- Opening Delimiter -
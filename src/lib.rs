pub mod batch;
pub mod cli;
pub mod config;
pub mod error;
pub mod parser;
pub mod scanner;
pub mod ui;
pub mod writer;

// Public API re-exports
pub use cli::{Cli, ModeArg, OutputFormat};
pub use config::{
    BatchConfig, CliOverrides, Config, ConversionMode, ErrorPolicy, OutputConfig, ParserConfig,
};
pub use error::{Cxr2XlsxError, Result, UserFriendlyError};

// Core functionality re-exports
pub use batch::{BatchConverter, ConversionEvent, ConversionReport, EventKind, EventLevel};
pub use parser::{sheet_name_for, CxrParser, ParsedTable, VariableRecord};
pub use scanner::InputScanner;
pub use ui::{OutputFormatter, OutputMode, ProgressAwareOutput, ProgressManager};
pub use writer::WorkbookWriter;

use std::path::{Path, PathBuf};

/// Main library interface: runs a batch with status output and a progress bar.
pub struct Cxr2Xlsx {
    config: Config,
    output_formatter: OutputFormatter,
    progress_manager: ProgressManager,
    dry_run: bool,
}

impl Cxr2Xlsx {
    pub fn new(config: Config, output_mode: OutputMode, verbose: u8, quiet: bool) -> Result<Self> {
        config.validate()?;

        let output_formatter = OutputFormatter::new(output_mode, verbose, quiet);
        let progress_manager = ProgressManager::new(!quiet && output_mode == OutputMode::Human);

        Ok(Self {
            config,
            output_formatter,
            progress_manager,
            dry_run: false,
        })
    }

    pub fn from_cli(cli_args: &Cli) -> Result<Self> {
        let config = cli_args.load_config()?;
        let output_mode = match cli_args.output_format {
            OutputFormat::Human => OutputMode::Human,
            OutputFormat::Json => OutputMode::Json,
            OutputFormat::Plain => OutputMode::Plain,
        };

        Ok(Self::new(
            config,
            output_mode,
            cli_args.verbosity_level(),
            cli_args.quiet,
        )?
            .with_dry_run(cli_args.dry_run))
    }

    pub fn with_dry_run(mut self, dry_run: bool) -> Self {
        self.dry_run = dry_run;
        self
    }

    /// Converts `inputs` using the configured mode, streaming status lines to
    /// the output formatter.
    pub fn convert(&self, inputs: &[PathBuf]) -> Result<ConversionReport> {
        let mode = self.config.output.mode;

        if self.dry_run {
            self.output_formatter
                .info("DRY RUN MODE - No workbooks will be written");
        }
        self.output_formatter.start_operation(&format!(
            "Converting {} cxr file(s) into {}",
            inputs.len(),
            self.config.output.directory.display()
        ));

        self.output_formatter.debug(&format!(
            "Marker {:?}, encoding {}, prefix {:?}, mode {:?}",
            self.config.parser.marker,
            self.config.parser.encoding,
            self.config.output.file_prefix,
            mode
        ));

        let converter = BatchConverter::from_config(&self.config)?.with_dry_run(self.dry_run);

        let file_progress = self
            .progress_manager
            .create_file_progress(inputs.len() as u64);
        let output = ProgressAwareOutput::new(&self.output_formatter, Some(&self.progress_manager));
        let on_event = |event: &ConversionEvent| {
            ui::progress::update_file_progress(&file_progress, event);
            output.event(event);
        };

        let result = converter.convert(inputs, mode, Some(&on_event));

        match &result {
            Ok(report) => ui::progress::finish_progress_with_summary(
                &file_progress,
                &format!("Converted {} file(s)", report.converted_files()),
                report.duration,
            ),
            Err(_) => file_progress.abandon_with_message("Conversion failed"),
        }
        self.progress_manager.clear();

        result
    }

    pub fn generate_sample_config<P: AsRef<Path>>(output_path: P) -> Result<()> {
        let sample_config = Config::create_sample_config();
        std::fs::write(output_path.as_ref(), sample_config)?;
        Ok(())
    }

    pub fn config(&self) -> &Config {
        &self.config
    }

    pub fn output_formatter(&self) -> &OutputFormatter {
        &self.output_formatter
    }

    pub fn is_dry_run(&self) -> bool {
        self.dry_run
    }

    pub fn handle_error(&self, error: &Cxr2XlsxError) {
        self.output_formatter.print_user_friendly_error(error);
    }
}

/// Converts with default settings and no terminal output.
pub fn convert_files<P: AsRef<Path>>(
    paths: &[P],
    output_dir: &Path,
    mode: ConversionMode,
) -> Result<ConversionReport> {
    let converter = BatchConverter::new(CxrParser::new(), output_dir);
    converter.convert(paths, mode, None)
}

pub fn version_info() -> &'static str {
    env!("CARGO_PKG_VERSION")
}

pub fn build_info() -> BuildInfo {
    BuildInfo {
        version: env!("CARGO_PKG_VERSION"),
        git_hash: option_env!("GIT_HASH").unwrap_or("unknown"),
        build_date: option_env!("BUILD_DATE").unwrap_or("unknown"),
        target: std::env::consts::ARCH.to_string(),
    }
}

#[derive(Debug, Clone)]
pub struct BuildInfo {
    pub version: &'static str,
    pub git_hash: &'static str,
    pub build_date: &'static str,
    pub target: String,
}

impl std::fmt::Display for BuildInfo {
    fn fmt(&self, f: &mut std::fmt::Formatter<'_>) -> std::fmt::Result {
        write!(
            f,
            "cxr2xlsx {} ({}) built on {} for {}",
            self.version, self.git_hash, self.build_date, self.target
        )
    }
}
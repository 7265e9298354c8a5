use crate::config::{CliOverrides, Config, ConversionMode, ErrorPolicy};
use crate::error::Result;
use crate::scanner::{input_scanner::read_path_list, InputScanner};
use clap::{Parser, ValueEnum};
use std::path::PathBuf;

#[derive(Parser, Debug)]
#[command(name = "cxr2xlsx")]
#[command(version = env!("CARGO_PKG_VERSION"))]
#[command(about = "Convert cxr variable-table exports into Excel workbooks")]
#[command(
    long_about = "cxr2xlsx reads the variable table between the two SYMBOL marker lines of \
                  each .cxr file and writes it to xlsx, either as one workbook with a sheet \
                  per file or as one workbook per file."
)]
#[command(after_help = "EXAMPLES:\n  \
    cxr2xlsx X.cxr Y.cxr M.cxr\n  \
    cxr2xlsx exports/ --mode per-file --output-dir tables\n  \
    cxr2xlsx --list dropped-files.txt --continue-on-error\n  \
    cxr2xlsx exports/ --encoding gbk --strict --dry-run")]
#[command(arg_required_else_help = true)]
pub struct Cli {
    /// cxr files or directories containing them
    pub inputs: Vec<PathBuf>,

    /// File with one input path per line
    #[arg(long, value_name = "FILE")]
    pub list: Option<PathBuf>,

    /// Conversion mode
    #[arg(short, long, value_enum)]
    pub mode: Option<ModeArg>,

    /// Directory the workbooks are written to
    #[arg(short, long, value_name = "DIR")]
    pub output_dir: Option<PathBuf>,

    /// Prefix for generated workbook file names
    #[arg(long)]
    pub prefix: Option<String>,

    /// Fail on records that do not have exactly 5 fields
    #[arg(long)]
    pub strict: bool,

    /// Skip unreadable files instead of aborting the batch
    #[arg(long)]
    pub continue_on_error: bool,

    /// Text encoding of the cxr files (auto, utf-8, gbk, ...)
    #[arg(long)]
    pub encoding: Option<String>,

    /// Only take cxr files directly inside input directories
    #[arg(long)]
    pub no_recursive: bool,

    /// Configuration file path
    #[arg(short, long, help = "Path to TOML configuration file")]
    pub config: Option<PathBuf>,

    /// Output format for results
    #[arg(long, value_enum, default_value_t = OutputFormat::Human)]
    pub output_format: OutputFormat,

    /// Verbose output level (-v, -vv)
    #[arg(short, long, action = clap::ArgAction::Count)]
    pub verbose: u8,

    /// Quiet mode (suppress non-essential output)
    #[arg(short, long, conflicts_with = "verbose")]
    pub quiet: bool,

    /// Parse the inputs and report what would be written
    #[arg(long)]
    pub dry_run: bool,

    /// Generate sample configuration file
    #[arg(long, help = "Generate a sample configuration file")]
    pub generate_config: bool,
}

#[derive(Debug, Clone, ValueEnum)]
pub enum OutputFormat {
    /// Human-readable colored output
    Human,
    /// JSON formatted output
    Json,
    /// Plain text output
    Plain,
}

#[derive(Debug, Clone, Copy, PartialEq, Eq, ValueEnum)]
pub enum ModeArg {
    /// One workbook, one sheet per input file
    Combined,
    /// One workbook per input file
    PerFile,
}

impl From<ModeArg> for ConversionMode {
    fn from(mode: ModeArg) -> Self {
        match mode {
            ModeArg::Combined => ConversionMode::Combined,
            ModeArg::PerFile => ConversionMode::PerFile,
        }
    }
}

impl Cli {
    pub fn load_config(&self) -> Result<Config> {
        let mut config = Config::load_with_defaults(self.config.as_ref())?;

        let overrides = self.create_cli_overrides();
        config.merge_with_cli_args(&overrides);
        config.validate()?;

        Ok(config)
    }

    pub fn create_cli_overrides(&self) -> CliOverrides {
        CliOverrides::new()
            .with_mode(self.mode.map(ConversionMode::from))
            .with_output_dir(self.output_dir.clone())
            .with_file_prefix(self.prefix.clone())
            .with_strict(self.strict.then_some(true))
            .with_encoding(self.encoding.clone())
            .with_on_error(self.continue_on_error.then_some(ErrorPolicy::Continue))
            .with_recursive(self.no_recursive.then_some(false))
    }

    /// Positional inputs followed by the `--list` entries, with directories
    /// expanded.
    pub fn collect_inputs(&self, config: &Config) -> Result<Vec<PathBuf>> {
        let mut inputs = self.inputs.clone();

        if let Some(ref list) = self.list {
            inputs.extend(read_path_list(list)?);
        }

        InputScanner::new(&config.batch).collect(&inputs)
    }

    pub fn verbosity_level(&self) -> u8 {
        if self.quiet {
            0
        } else {
            self.verbose
        }
    }
}

#[cfg(test)]
mod tests {
    use super::*;
    use std::fs;
    use tempfile::TempDir;

    fn parse(args: &[&str]) -> Cli {
        Cli::try_parse_from(std::iter::once("cxr2xlsx").chain(args.iter().copied())).unwrap()
    }

    #[test]
    fn test_parse_full_command_line() {
        let cli = parse(&[
            "a.cxr",
            "b.cxr",
            "--mode",
            "per-file",
            "-o",
            "out",
            "--prefix",
            "Table-",
            "--strict",
            "--continue-on-error",
            "--encoding",
            "gbk",
            "--output-format",
            "json",
            "-vv",
        ]);

        assert_eq!(cli.inputs, vec![PathBuf::from("a.cxr"), PathBuf::from("b.cxr")]);
        assert_eq!(cli.mode, Some(ModeArg::PerFile));
        assert_eq!(cli.output_dir, Some(PathBuf::from("out")));
        assert!(cli.strict);
        assert!(cli.continue_on_error);
        assert!(matches!(cli.output_format, OutputFormat::Json));
        assert_eq!(cli.verbosity_level(), 2);
    }

    #[test]
    fn test_quiet_conflicts_with_verbose() {
        let result = Cli::try_parse_from(["cxr2xlsx", "a.cxr", "-q", "-v"]);
        assert!(result.is_err());
    }

    #[test]
    fn test_overrides_leave_unset_flags_alone() {
        let cli = parse(&["a.cxr"]);
        let overrides = cli.create_cli_overrides();

        assert!(overrides.mode.is_none());
        assert!(overrides.strict.is_none());
        assert!(overrides.on_error.is_none());
        assert!(overrides.recursive.is_none());
    }

    #[test]
    fn test_load_config_applies_overrides() {
        let temp_dir = TempDir::new().unwrap();
        let config_path = temp_dir.path().join("cxr2xlsx.toml");
        fs::write(
            &config_path,
            "[output]\nfile_prefix = \"变量表-\"\nmode = \"per-file\"\n",
        )
        .unwrap();

        let cli = parse(&[
            "a.cxr",
            "--config",
            config_path.to_str().unwrap(),
            "--mode",
            "combined",
            "--no-recursive",
        ]);
        let config = cli.load_config().unwrap();

        assert_eq!(config.output.file_prefix, "变量表-");
        assert_eq!(config.output.mode, ConversionMode::Combined);
        assert!(!config.batch.recursive);
    }

    #[test]
    fn test_load_config_rejects_unknown_encoding() {
        let cli = parse(&["a.cxr", "--encoding", "klingon"]);
        assert!(cli.load_config().is_err());
    }

    #[test]
    fn test_collect_inputs_merges_list_file() {
        let temp_dir = TempDir::new().unwrap();
        let dir = temp_dir.path();
        fs::write(dir.join("a.cxr"), "").unwrap();
        fs::write(dir.join("b.cxr"), "").unwrap();
        let list = dir.join("list.txt");
        fs::write(
            &list,
            format!(
                "{}\n\n{}\n",
                dir.join("b.cxr").display(),
                dir.join("a.cxr").display()
            ),
        )
        .unwrap();

        let cli = parse(&[
            dir.join("a.cxr").to_str().unwrap(),
            "--list",
            list.to_str().unwrap(),
        ]);
        let inputs = cli.collect_inputs(&Config::default()).unwrap();

        assert_eq!(inputs, vec![dir.join("a.cxr"), dir.join("b.cxr")]);
    }
}
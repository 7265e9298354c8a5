pub mod output;
pub mod progress;

pub use output::{OutputFormatter, OutputMode, ProgressAwareOutput};
pub use progress::ProgressManager;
- Closing Delimiter -
#### [Task prompt]
Look above for the line with "the output formatter." and the line with "cxr file(s) into". Retype those two lines and every line between them exactly, adding nothing.

#### [Expected answer]
    /// the output formatter.
    pub fn convert(&self, inputs: &[PathBuf]) -> Result<ConversionReport> {
        let mode = self.config.output.mode;

        if self.dry_run {
            self.output_formatter
                .info("DRY RUN MODE - No workbooks will be written");
        }
        self.output_formatter.start_operation(&format!(
            "Converting {} cxr file(s) into {}",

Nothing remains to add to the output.